Successful people know how to identify (perceive) and surround themselves with people who are strong in areas where they have limitations. They know how to elicit those strengths from others for mutual benefit. Too often people tend to surround themselves with others just like themselves. While this may feel comfortable, it may lead to organizational and personal blind spots. Your success is not only dependent upon recognizing your own style of interacting, but on your ability to recognize and adapt to the styles of others. This allows you to direct and lead them to pre-determined outcomes through effective communications and successful outcomes.
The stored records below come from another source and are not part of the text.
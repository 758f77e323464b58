//! Assembles the full analysis context for one failure
//!
//! The builder ties together traceback parsing, per-file extraction, import
//! resolution, the dependency graph, call chains and project scanning. A fresh
//! builder is meant to be used per analysis; only the project scan is shared.

mod render;

use crate::analysis::call_chain::CallChainAnalyzer;
use crate::analysis::dependency_graph::DependencyGraph;
use crate::analysis::error_analyzer::ErrorAnalyzer;
use crate::analysis::extract::ContextExtractor;
use crate::analysis::import_resolver::ImportResolver;
use crate::analysis::project_scanner::{ProjectInfo, ProjectScanner, is_skipped_dir};
use crate::config::Config;
use crate::language::Language;
use crate::paths::canonical_key;
use crate::traceback::parse_traceback;
use crate::types::{AnalysisContext, ContextType, FileContext, ParsedTraceback, UpstreamContext};
use std::cell::OnceCell;
use std::collections::BTreeMap;
use std::path::{Path, PathBuf};
use std::sync::Arc;
use walkdir::WalkDir;

/// File path used by the synthetic context built from the log itself
pub const ERROR_LOG_PATH: &str = "<error_log>";

/// Directories probed for a bare file name after the project-wide search
const CONVENTIONAL_DIRS: &[&str] = &["src", "lib", "app", "pkg", "."];

/// Relevant files tried when the log has no usable frames
const FALLBACK_RELEVANT_FILES: usize = 3;

/// Entry points tried when no relevant file could be read
const FALLBACK_ENTRY_POINTS: usize = 2;

pub struct ContextBuilder {
    project_root: PathBuf,
    max_upstream_files: usize,
    tree_max_depth: usize,
    tree_max_files_per_dir: usize,
    scanner: Arc<ProjectScanner>,
    extractor: ContextExtractor,
    import_resolver: ImportResolver,
    dependency_graph: DependencyGraph,
    call_chain_analyzer: CallChainAnalyzer,
    error_analyzer: ErrorAnalyzer,
    file_tree: OnceCell<String>,
}

impl ContextBuilder {
    /// Builder with default settings and its own scanner
    pub fn new(project_root: impl AsRef<Path>) -> Self {
        Self::with_config(project_root, &Config::default(), None)
    }

    /// Builder using `config`; pass a shared scanner to reuse an existing scan
    pub fn with_config(
        project_root: impl AsRef<Path>,
        config: &Config,
        scanner: Option<Arc<ProjectScanner>>,
    ) -> Self {
        let scanner = scanner.unwrap_or_else(|| {
            Arc::new(ProjectScanner::new(
                project_root.as_ref(),
                config.scanner.max_files,
            ))
        });
        let project_root = scanner.root().to_path_buf();
        let error_analyzer = ErrorAnalyzer::new(Some(Arc::clone(&scanner)))
            .with_file_limit(config.context.relevant_file_limit);

        Self {
            max_upstream_files: config.context.max_upstream_files,
            tree_max_depth: config.scanner.tree_max_depth,
            tree_max_files_per_dir: config.scanner.tree_max_files_per_dir,
            extractor: ContextExtractor::new(config.context.max_context_lines),
            import_resolver: ImportResolver::new(&project_root),
            dependency_graph: DependencyGraph::new(&project_root),
            call_chain_analyzer: CallChainAnalyzer::new(&project_root),
            error_analyzer,
            scanner,
            project_root,
            file_tree: OnceCell::new(),
        }
    }

    pub fn project_root(&self) -> &Path {
        &self.project_root
    }

    pub fn scanner(&self) -> &Arc<ProjectScanner> {
        &self.scanner
    }

    /// Cached project scan
    pub fn project_info(&self) -> &ProjectInfo {
        self.scanner.scan()
    }

    /// Graph of every file seen by this builder so far
    pub fn dependency_graph(&self) -> &DependencyGraph {
        &self.dependency_graph
    }

    /// Bounded project tree, rendered once per builder
    pub fn file_tree(&self) -> &str {
        self.file_tree.get_or_init(|| {
            self.scanner
                .generate_file_tree(self.tree_max_depth, self.tree_max_files_per_dir, false)
        })
    }

    /// Parse `error_log`, extract every frame's file and gather upstream context
    pub fn build_analysis_context(
        &mut self,
        error_log: &str,
        language_hint: Option<Language>,
    ) -> AnalysisContext {
        let traceback = parse_traceback(error_log, language_hint);
        let contexts = self.extract_frame_contexts(&traceback);

        if contexts.is_empty() {
            tracing::info!("No traceback files resolved, falling back to error analysis");
            return self.minimal_context(error_log, traceback);
        }
        self.assemble(contexts, traceback)
    }

    /// Like [`Self::build_analysis_context`] with pre-extracted file contexts
    pub fn build_from_contexts(
        &mut self,
        error_log: &str,
        contexts: Vec<FileContext>,
        language_hint: Option<Language>,
    ) -> AnalysisContext {
        let traceback = parse_traceback(error_log, language_hint);
        if contexts.is_empty() {
            return self.minimal_context(error_log, traceback);
        }
        self.assemble(contexts, traceback)
    }

    fn assemble(&mut self, mut contexts: Vec<FileContext>, traceback: ParsedTraceback) -> AnalysisContext {
        for ctx in &mut contexts {
            ctx.imports = self
                .import_resolver
                .resolve_imports(&ctx.imports, Path::new(&ctx.filepath));
            self.dependency_graph.add_file_context(ctx);
        }

        let primary_context = primary_context(&contexts, &traceback);
        let upstream_context = self.upstream_context(&primary_context, &contexts, &traceback);

        tracing::info!(
            primary = %primary_context.filepath,
            traceback_files = contexts.len(),
            upstream_files = upstream_context.as_ref().map_or(0, |u| u.file_contexts.len()),
            "Built analysis context"
        );

        AnalysisContext {
            primary_context,
            traceback_contexts: contexts,
            upstream_context,
            parsed_traceback: traceback,
            error_analysis: None,
            project_root: self.project_root.display().to_string(),
        }
    }

    fn extract_frame_contexts(&mut self, traceback: &ParsedTraceback) -> Vec<FileContext> {
        let mut contexts = Vec::new();
        for frame in &traceback.frames {
            let Some(path) = self.resolve_file_path(&frame.filepath) else {
                tracing::debug!(file = %frame.filepath, "Traceback file not found");
                continue;
            };
            let ctx = self.extractor.extract(
                &path.display().to_string(),
                frame.line_number,
                traceback.language,
            );
            if !ctx.is_missing() {
                contexts.push(ctx);
            }
        }
        contexts
    }

    /// Locate a traceback path on disk
    ///
    /// Tried in order: the path as given, relative to the project root, a
    /// project-wide search for the file name, then the conventional source dirs.
    pub fn resolve_file_path(&self, filepath: &str) -> Option<PathBuf> {
        let given = Path::new(filepath);
        if given.is_file() {
            return Some(given.to_path_buf());
        }

        let relative = self.project_root.join(filepath.trim_start_matches('/'));
        if relative.is_file() {
            return Some(relative);
        }

        let filename = given.file_name()?;
        let found = WalkDir::new(&self.project_root)
            .sort_by_file_name()
            .into_iter()
            .filter_entry(|e| {
                e.depth() == 0
                    || !e.file_type().is_dir()
                    || !is_skipped_dir(&e.file_name().to_string_lossy())
            })
            .filter_map(Result::ok)
            .find(|e| e.file_type().is_file() && e.file_name() == filename);
        if let Some(entry) = found {
            return Some(entry.into_path());
        }

        CONVENTIONAL_DIRS
            .iter()
            .map(|dir| self.project_root.join(dir).join(filename))
            .find(|candidate| candidate.is_file())
    }

    fn upstream_context(
        &mut self,
        primary: &FileContext,
        contexts: &[FileContext],
        traceback: &ParsedTraceback,
    ) -> Option<UpstreamContext> {
        let call_chain = self
            .call_chain_analyzer
            .analyze_from_contexts(contexts, Some(traceback));

        let traceback_keys: Vec<PathBuf> = contexts
            .iter()
            .map(|c| canonical_key(Path::new(&c.filepath)))
            .collect();
        let mut upstream_files: Vec<PathBuf> = Vec::new();
        let mut push_upstream = |path: PathBuf| {
            let key = canonical_key(&path);
            if !traceback_keys.contains(&key) && !upstream_files.contains(&key) {
                upstream_files.push(key);
            }
        };

        for import in contexts.iter().flat_map(|c| &c.imports) {
            if let Some(resolved) = &import.resolved_path {
                push_upstream(PathBuf::from(resolved));
            }
        }
        for dependent in self.dependency_graph.dependents(&primary.filepath) {
            push_upstream(dependent);
        }
        upstream_files.truncate(self.max_upstream_files);

        let file_contexts: Vec<FileContext> = upstream_files
            .iter()
            .map(|path| {
                self.extractor
                    .extract(&path.display().to_string(), 1, Language::from_path(path))
            })
            .filter(|ctx| !ctx.is_missing())
            .collect();

        if file_contexts.is_empty() && call_chain.sites.is_empty() {
            return None;
        }

        Some(UpstreamContext {
            file_contexts,
            call_chain: call_chain.to_string_list(),
            relevant_definitions: BTreeMap::new(),
            dependency_summary: self.dependency_graph.summary(),
        })
    }

    fn minimal_context(&mut self, error_log: &str, traceback: ParsedTraceback) -> AnalysisContext {
        let analysis = self.error_analyzer.analyze(error_log);
        let mut contexts: Vec<FileContext> = Vec::new();

        for file in analysis.relevant_files.iter().take(FALLBACK_RELEVANT_FILES) {
            let path = self.project_root.join(&file.path);
            let ctx = self
                .extractor
                .extract(&path.display().to_string(), 1, file.language);
            if !ctx.is_missing() {
                contexts.push(ctx);
            }
        }

        if contexts.is_empty() {
            let info = self.scanner.scan();
            for entry in info.entry_points.iter().take(FALLBACK_ENTRY_POINTS) {
                let path = self.project_root.join(&entry.path);
                let ctx = self
                    .extractor
                    .extract(&path.display().to_string(), 1, entry.language);
                if !ctx.is_missing() {
                    contexts.push(ctx);
                }
            }
        }

        let primary_context = contexts.first().cloned().unwrap_or_else(|| {
            FileContext::new(
                ERROR_LOG_PATH,
                0,
                ContextType::ErrorAnalysis,
                error_log,
                analysis.suggested_language.unwrap_or(traceback.language),
            )
        });

        let upstream_context = (!contexts.is_empty()).then(|| UpstreamContext {
            file_contexts: contexts[1..].to_vec(),
            call_chain: Vec::new(),
            relevant_definitions: BTreeMap::new(),
            dependency_summary: self.scanner.scan().to_summary(),
        });

        AnalysisContext {
            primary_context,
            traceback_contexts: contexts,
            upstream_context,
            parsed_traceback: traceback,
            error_analysis: Some(analysis),
            project_root: self.project_root.display().to_string(),
        }
    }
}

/// Last context for the primary frame's file, else the last non-missing one
fn primary_context(contexts: &[FileContext], traceback: &ParsedTraceback) -> FileContext {
    if let Some(frame) = traceback.primary_frame() {
        let frame_path = frame.filepath.trim_start_matches("./");
        let hit = contexts.iter().rev().find(|ctx| {
            !ctx.is_missing()
                && (ctx.filepath.ends_with(frame_path) || frame_path.ends_with(&ctx.filepath))
        });
        if let Some(ctx) = hit {
            return ctx.clone();
        }
    }

    contexts
        .iter()
        .rev()
        .find(|ctx| !ctx.is_missing())
        .or(contexts.last())
        .cloned()
        .unwrap_or_else(|| {
            FileContext::new(ERROR_LOG_PATH, 0, ContextType::ErrorAnalysis, "", traceback.language)
        })
}

#[cfg(test)]
mod tests;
This ability is a powerful tool and, those who have it have the POWER! “Power”? The mere word conjures up Machiavellian images of success-at-all cost; individuals who would sell their family members to take another step up on the corporate ladder or betray co-workers to get what they want. Power or wanting power is not necessarily negative. It doesn’t mean having power over some one else in the traditional sense. It means having a power within that can orchestrate situations and events and move them toward a desirable outcome. Most would agree that most of the time we go through the motions of getting things done “unconsciously” or “by the seat of our pants”. So why not “consciously” determine what we want as successful outcomes and develop the skill(s) that will bring that success? In an eighteen-month research survey, I found that, almost without exception, the respondents reported the ability to communicate with people at all levels within the organization was critical to success. They also reported that the more adept they became the more powerful they saw themselves and the more others considered them successful.
So let’s start by getting to know yourself and the other players. The savvy employee who understands, identifies, and adapts to his/her employer's, direct reports, and co-workers will have the decided advantage. The players in the game of business (and our personal life) generally fall into four distinct, though not discreet, behavioral “styles”: the Dominant, the Influencer, the Steady or the Compliant.
The Dominant is the hard-charger, probing, pushing, short of time and often with a sense of urgency. A Dominant wants a quick response and the bottom line. If you want to the attention of a Dominant, you had better display a high energy level, regardless of the time of day or night! And most of all learn to “keep your head and tongue when all about you others are losing theirs - and blaming it on you.”
The Influencer is far less intense and far more engaging. They are not only a quick thinker, but also an agile talker, cajoling, exhorting, inducing -- but rarely in a coercing manner. The key to succeeding with an Influencer is to take the time to be attentive, to understand, and to act accordingly. The Influencer requires your complete loyalty, and expects you to be often, and openly impressed.
The Steady clears the path, making sure the subordinate has all the tools necessary to "get the job done.” The Steady is loyal to a fault, caring for others and tries to meet every professional and often personal need. To succeed with the Steady, follow his/her lead, return loyalty, and show some real initiative by being open about your needs.
The Compliant is a stickler for details, covering the bases, crossing the “t's”, dotting every “i”. A Compliant does not understand - and will not promote - those who fail to do the same. If you want to impress the Compliant, stick to the facts and figures, don't “waste” your time, or theirs, on “pipe dreams” and visionary schemes.
Which style describes you best? Are you a combination of several? Do you use different styles in different situations?
Clearly, no one is locked into any one of these categories all of the time. We use different “styles” or traits within these styles in different situations; but in each of us, one style is the most comfortable for us whether thinking about our own communications and interactions or when thinking of someone else’s. Your “style” is the controlling factor in determining what you choose to do and how you produce the results you want. The behavioral traits that make up your style drive:
How you solve problems and make decisions.
How you interact or influence others.
How you handle the pace of your environment.
How you respond to rules, regulations and procedures.
A smart employee learns how to perceive each: when to push and when to pull back, when to speak out and when to pipe down.